Given information:
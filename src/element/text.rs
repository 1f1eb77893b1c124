use serde::{Deserialize, Serialize};

use super::common::GLYPH_WIDTH_RATIO;

/// Text of a text-bearing container plus its line layout.
///
/// The layout depends on the text, the box width and the font size, so it is
/// recomputed through [`TextContent::set_text`] and [`TextContent::relayout`]
/// rather than patched in place.
///
/// Line breaks come from a fixed average glyph width, so [`TextContent::lines`]
/// is an estimate for sizing; a host painting glyphs with proportional fonts
/// wraps [`TextContent::text`] with its own font metrics.
#[derive(Debug, Clone, PartialEq, Default, Serialize, Deserialize)]
pub struct TextContent {
    text: String,
    #[serde(skip)]
    lines: Vec<String>,
}

impl TextContent {
    pub fn new(text: impl Into<String>) -> Self {
        Self { text: text.into(), lines: Vec::new() }
    }

    pub fn text(&self) -> &str {
        &self.text
    }

    pub fn lines(&self) -> &[String] {
        &self.lines
    }

    pub(crate) fn set_text(&mut self, text: String, width: f32, font_size: f32) -> String {
        let old = std::mem::replace(&mut self.text, text);
        self.relayout(width, font_size);
        old
    }

    /// Greedy word wrap into lines that fit `width`.
    pub(crate) fn relayout(&mut self, width: f32, font_size: f32) {
        let glyph = (font_size * GLYPH_WIDTH_RATIO).max(1.0);
        let max_chars = ((width / glyph).floor() as usize).max(1);
        self.lines.clear();
        for paragraph in self.text.split('\n') {
            let mut line = String::new();
            for word in paragraph.split(' ') {
                let needed = if line.is_empty() { word.chars().count() } else { line.chars().count() + 1 + word.chars().count() };
                if needed > max_chars && !line.is_empty() {
                    self.lines.push(std::mem::take(&mut line));
                }
                if !line.is_empty() {
                    line.push(' ');
                }
                line.push_str(word);
            }
            self.lines.push(line);
        }
    }
}

#[cfg(test)]
mod tests {
    use super::*;

    #[test]
    fn test_wraps_on_word_boundaries() {
        let mut text = TextContent::new("");
        // roughly 10 px glyphs in a 55 px box: 5 characters per line
        text.set_text("ab cd ef".to_string(), 55.0, 10.0 / GLYPH_WIDTH_RATIO);
        assert_eq!(text.lines(), ["ab cd", "ef"]);
    }

    #[test]
    fn test_keeps_explicit_line_breaks() {
        let mut text = TextContent::new("");
        text.set_text("one\ntwo".to_string(), 500.0, 12.0);
        assert_eq!(text.lines(), ["one", "two"]);
    }
}
use reconcile_engine::core::account::AccountId;
use reconcile_engine::core::candidate::{CandidateLine, DocumentKind};
use reconcile_engine::core::currency::{CurrencyCode, CurrencyTable};
use reconcile_engine::core::journal::JournalId;
use reconcile_engine::core::partner::{Partner, PartnerBook, PartnerId};
use reconcile_engine::core::statement::StatementLine;
use reconcile_engine::matching::context::MatchContext;
use reconcile_engine::matching::matcher::{MatchOptions, MatchStatus, ReconcileEngine};
use reconcile_engine::rules::model::{
    AmountCondition, AmountNature, LabelCondition, ReconcileModel, RuleType, WriteOffTemplate,
};
use rust_decimal::Decimal;
use rust_decimal_macros::dec;

fn company_context() -> MatchContext {
    let mut partners = PartnerBook::new();
    partners.insert(Partner::new(
        PartnerId::new("ACME"),
        "Acme Corp",
        AccountId::new("121000"),
        AccountId::new("211000"),
    ));
    partners.insert(Partner::new(
        PartnerId::new("GLOBEX"),
        "Globex LLC",
        AccountId::new("121000"),
        AccountId::new("211000"),
    ));
    let mut ctx = MatchContext::new(CurrencyTable::new(CurrencyCode::new("USD")))
        .with_partners(partners);
    ctx.set_journal_account(JournalId::new("BNK1"), AccountId::new("101401"));
    ctx
}

fn standard_rules() -> Vec<ReconcileModel> {
    vec![
        // Small incoming interest amounts, auto write-off.
        ReconcileModel::new(1, "Bank interest", RuleType::WriteOff)
            .with_sequence(5)
            .auto_reconciling()
            .with_nature(AmountNature::Received)
            .with_amount(AmountCondition::Lower(dec!(5)))
            .with_label(LabelCondition::Contains("interest".into()))
            .with_write_off(WriteOffTemplate::new(AccountId::new("753000"), "Interest")),
        // Outgoing bank fees, suggestion only.
        ReconcileModel::new(2, "Bank fees", RuleType::WriteOff)
            .with_sequence(8)
            .with_nature(AmountNature::Paid)
            .with_label(LabelCondition::Contains("FEE".into()))
            .with_write_off(WriteOffTemplate::new(AccountId::new("627000"), "Bank fees")),
        // Everything else tries the invoice pool.
        ReconcileModel::new(3, "Invoice matching", RuleType::Invoices)
            .with_sequence(10)
            .auto_reconciling(),
    ]
}

/// Full pipeline: a mixed statement batch against fee, interest and
/// invoice rules.
#[test]
fn full_pipeline_mixed_batch() {
    let ctx = company_context();
    let engine = ReconcileEngine::new(standard_rules()).unwrap();

    let invoice = CandidateLine::new(
        "INV/2026/0042",
        DocumentKind::CustomerInvoice,
        AccountId::new("121000"),
        dec!(1210),
    )
    .with_reference("INV/2026/0042")
    .with_partner(PartnerId::new("ACME"));
    let bill = CandidateLine::new(
        "BILL/2026/0007",
        DocumentKind::VendorBill,
        AccountId::new("211000"),
        dec!(-480),
    )
    .with_reference("BILL/2026/0007")
    .with_partner(PartnerId::new("GLOBEX"));
    let candidates = vec![invoice.clone(), bill.clone()];

    let lines = vec![
        StatementLine::new("interest Q1", dec!(1.37), JournalId::new("BNK1")),
        StatementLine::new("FEE wire transfer", dec!(-12.50), JournalId::new("BNK1")),
        StatementLine::new("WIRE INV 2026 0042", dec!(1210), JournalId::new("BNK1"))
            .with_partner(PartnerId::new("ACME")),
        StatementLine::new("PAYMENT BILL 2026 0007", dec!(-480), JournalId::new("BNK1"))
            .with_partner(PartnerId::new("GLOBEX")),
        StatementLine::new("UNKNOWN DEPOSIT", dec!(9999), JournalId::new("BNK1")),
    ];

    let results = engine.run(&lines, &candidates, &ctx, &MatchOptions::new());
    assert_eq!(results.len(), 5);

    // Interest: auto write-off, balanced entry posted.
    assert_eq!(results[0].model, Some(1));
    assert_eq!(results[0].status, MatchStatus::Reconciled);
    let entry = results[0].entry.as_ref().unwrap();
    assert!(entry.is_balanced());
    assert_eq!(entry.total_debit(), dec!(1.37));

    // Fee: the rule claims the line but generates no lines for an
    // outgoing leftover; the operator completes it manually.
    assert_eq!(results[1].model, Some(2));
    assert_eq!(results[1].status, MatchStatus::WriteOff);
    assert!(results[1].entry.is_none());
    assert!(results[1].write_off.is_empty());

    // Invoice paid in full by reference.
    assert_eq!(results[2].model, Some(3));
    assert_eq!(results[2].status, MatchStatus::Reconciled);
    assert_eq!(results[2].candidate_ids, vec![invoice.id()]);
    assert!(results[2].entry.as_ref().unwrap().is_balanced());

    // Vendor bill paid out.
    assert_eq!(results[3].model, Some(3));
    assert_eq!(results[3].status, MatchStatus::Reconciled);
    assert_eq!(results[3].candidate_ids, vec![bill.id()]);

    // Unmatched deposit.
    assert!(results[4].model.is_none());
    assert_eq!(results[4].status, MatchStatus::None);
}

/// A partial payment posts an open-balance line on the partner's
/// receivable account and the entry still balances.
#[test]
fn partial_payment_open_balance() {
    let ctx = company_context();
    let engine = ReconcileEngine::new(vec![
        ReconcileModel::new(1, "Invoices", RuleType::Invoices)
            .auto_reconciling()
            .with_total_amount_param(dec!(50)),
    ])
    .unwrap();

    let invoice = CandidateLine::new(
        "INV/2026/0042",
        DocumentKind::CustomerInvoice,
        AccountId::new("121000"),
        dec!(1000),
    )
    .with_reference("INV/2026/0042")
    .with_partner(PartnerId::new("ACME"));

    let lines = vec![
        StatementLine::new("WIRE 20260042 partial", dec!(1600), JournalId::new("BNK1"))
            .with_partner(PartnerId::new("ACME")),
    ];

    let results = engine.run(&lines, &[invoice], &ctx, &MatchOptions::new());
    assert_eq!(results[0].status, MatchStatus::Reconciled);

    let entry = results[0].entry.as_ref().unwrap();
    assert!(entry.is_balanced());
    // Bank debit 1600, invoice credit 1000, overpayment credited on
    // the payable account.
    assert_eq!(entry.total_debit(), dec!(1600));
    let open = entry
        .lines()
        .iter()
        .find(|l| l.label.ends_with(": Open Balance"))
        .unwrap();
    assert_eq!(open.credit, dec!(600));
    assert_eq!(open.account, AccountId::new("211000"));
}

/// Two lines competing for one invoice: the first claims it, the
/// second degrades to no proposal even under an auto rule.
#[test]
fn batch_never_double_spends_a_candidate() {
    let ctx = company_context();
    let engine = ReconcileEngine::new(vec![
        ReconcileModel::new(1, "Invoices", RuleType::Invoices).auto_reconciling(),
    ])
    .unwrap();

    let invoice = CandidateLine::new(
        "INV/2026/0042",
        DocumentKind::CustomerInvoice,
        AccountId::new("121000"),
        dec!(500),
    )
    .with_reference("INV/2026/0042")
    .with_partner(PartnerId::new("ACME"));

    let lines = vec![
        StatementLine::new("WIRE 20260042", dec!(500), JournalId::new("BNK1"))
            .with_partner(PartnerId::new("ACME")),
        StatementLine::new("WIRE 20260042 duplicate", dec!(500), JournalId::new("BNK1"))
            .with_partner(PartnerId::new("ACME")),
    ];

    let results = engine.run(&lines, &[invoice.clone()], &ctx, &MatchOptions::new());
    assert_eq!(results[0].status, MatchStatus::Reconciled);
    assert_eq!(results[0].candidate_ids, vec![invoice.id()]);

    assert!(results[1].candidate_ids.is_empty());
    assert!(results[1].entry.is_none());

    let claimed: usize = results.iter().map(|r| r.candidate_ids.len()).sum();
    assert_eq!(claimed, 1);
}

/// Rules order: a lower sequence wins even with a higher id.
#[test]
fn rule_sequence_takes_precedence() {
    let ctx = company_context();
    let engine = ReconcileEngine::new(vec![
        ReconcileModel::new(9, "Specific fees", RuleType::WriteOff)
            .with_sequence(1)
            .with_label(LabelCondition::Contains("FEE".into()))
            .with_write_off(WriteOffTemplate::new(AccountId::new("627100"), "Fees")),
        ReconcileModel::new(1, "Catch-all", RuleType::WriteOff)
            .with_sequence(50)
            .with_write_off(WriteOffTemplate::new(AccountId::new("627000"), "Misc")),
    ])
    .unwrap();

    let lines = vec![StatementLine::new("FEE q2", dec!(-3), JournalId::new("BNK1"))];
    let results = engine.run(&lines, &[], &ctx, &MatchOptions::new());
    assert_eq!(results[0].model_name.as_deref(), Some("Specific fees"));
}

/// Statement lines and rules survive a JSON round trip with defaults
/// filled in.
#[test]
fn statement_line_json_round_trip() {
    let line = StatementLine::new("WIRE 42", dec!(-350.25), JournalId::new("BNK1"))
        .with_partner(PartnerId::new("ACME"));

    let json = serde_json::to_string(&line).unwrap();
    let parsed: serde_json::Value = serde_json::from_str(&json).unwrap();
    assert_eq!(parsed["label"], "WIRE 42");
    assert_eq!(parsed["amount"], "-350.25");
    assert_eq!(parsed["journal"], "BNK1");
    assert_eq!(parsed["partner"], "ACME");

    let back: StatementLine = serde_json::from_str(&json).unwrap();
    assert_eq!(back.amount(), dec!(-350.25));
    assert_eq!(back.id(), line.id());
}

/// A rules file parses with sparse JSON, leaving defaults in place.
#[test]
fn rules_parse_from_sparse_json() {
    let json = r#"[
        {"id": 1, "name": "Fees", "rule_type": "write_off",
         "match_label": {"contains": "FEE"},
         "write_off": {"account": "627000", "label": "Bank fees"}},
        {"id": 2, "name": "Invoices", "rule_type": "invoices", "auto_reconcile": true}
    ]"#;
    let models: Vec<ReconcileModel> = serde_json::from_str(json).unwrap();
    assert_eq!(models.len(), 2);
    assert_eq!(models[0].write_off.account, Some(AccountId::new("627000")));
    assert_eq!(models[0].sequence, 10);
    assert!(models[1].auto_reconcile);

    let engine = ReconcileEngine::new(models).unwrap();
    assert_eq!(engine.len(), 2);
}

/// Match results serialize to JSON with the fields the CLI prints.
#[test]
fn match_results_serialize() {
    let ctx = company_context();
    let engine = ReconcileEngine::new(standard_rules()).unwrap();
    let lines = vec![StatementLine::new("interest", dec!(2), JournalId::new("BNK1"))];
    let results = engine.run(&lines, &[], &ctx, &MatchOptions::new());

    let json = serde_json::to_string_pretty(&results).unwrap();
    let parsed: serde_json::Value = serde_json::from_str(&json).unwrap();
    assert_eq!(parsed[0]["status"], "reconciled");
    assert_eq!(parsed[0]["model"], 1);
    assert!(parsed[0]["entry"].is_object());
}

/// An invalid regex in any rule fails engine construction.
#[test]
fn invalid_regex_rejected_at_construction() {
    let result = ReconcileEngine::new(vec![
        ReconcileModel::new(1, "Broken", RuleType::Invoices)
            .with_label(LabelCondition::MatchRegex("[unclosed".into())),
    ]);
    assert!(result.is_err());
}

/// Residual sums respect currency precision when posting.
#[test]
fn sub_cent_difference_still_balances() {
    let ctx = company_context();
    let engine = ReconcileEngine::new(vec![
        ReconcileModel::new(1, "Invoices", RuleType::Invoices).auto_reconciling(),
    ])
    .unwrap();

    let invoice = CandidateLine::new(
        "INV/2026/0042",
        DocumentKind::CustomerInvoice,
        AccountId::new("121000"),
        dec!(100.004),
    )
    .with_reference("INV/2026/0042")
    .with_partner(PartnerId::new("ACME"));

    let lines = vec![
        StatementLine::new("WIRE 20260042", dec!(100.00), JournalId::new("BNK1"))
            .with_partner(PartnerId::new("ACME")),
    ];
    let results = engine.run(&lines, &[invoice], &ctx, &MatchOptions::new());
    assert_eq!(results[0].status, MatchStatus::Reconciled);

    let entry = results[0].entry.as_ref().unwrap();
    // Not exactly equal, but equal at 2 decimal places.
    let diff = (entry.total_debit() - entry.total_credit()).abs();
    assert!(diff < Decimal::new(5, 3));
    assert!(entry.is_balanced_in(&ctx.currencies, &CurrencyCode::new("USD")));
}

Assigned task:
Copy the records above faithfully. Begin at their first line, end at the line containing "size, so it is", and include nothing else.

Reply:
filename src/element/text.rs
repository 1f1eb77893b1c124
use serde::{Deserialize, Serialize};

use super::common::GLYPH_WIDTH_RATIO;

/// Text of a text-bearing container plus its line layout.
///
/// The layout depends on the text, the box width and the font size, so it is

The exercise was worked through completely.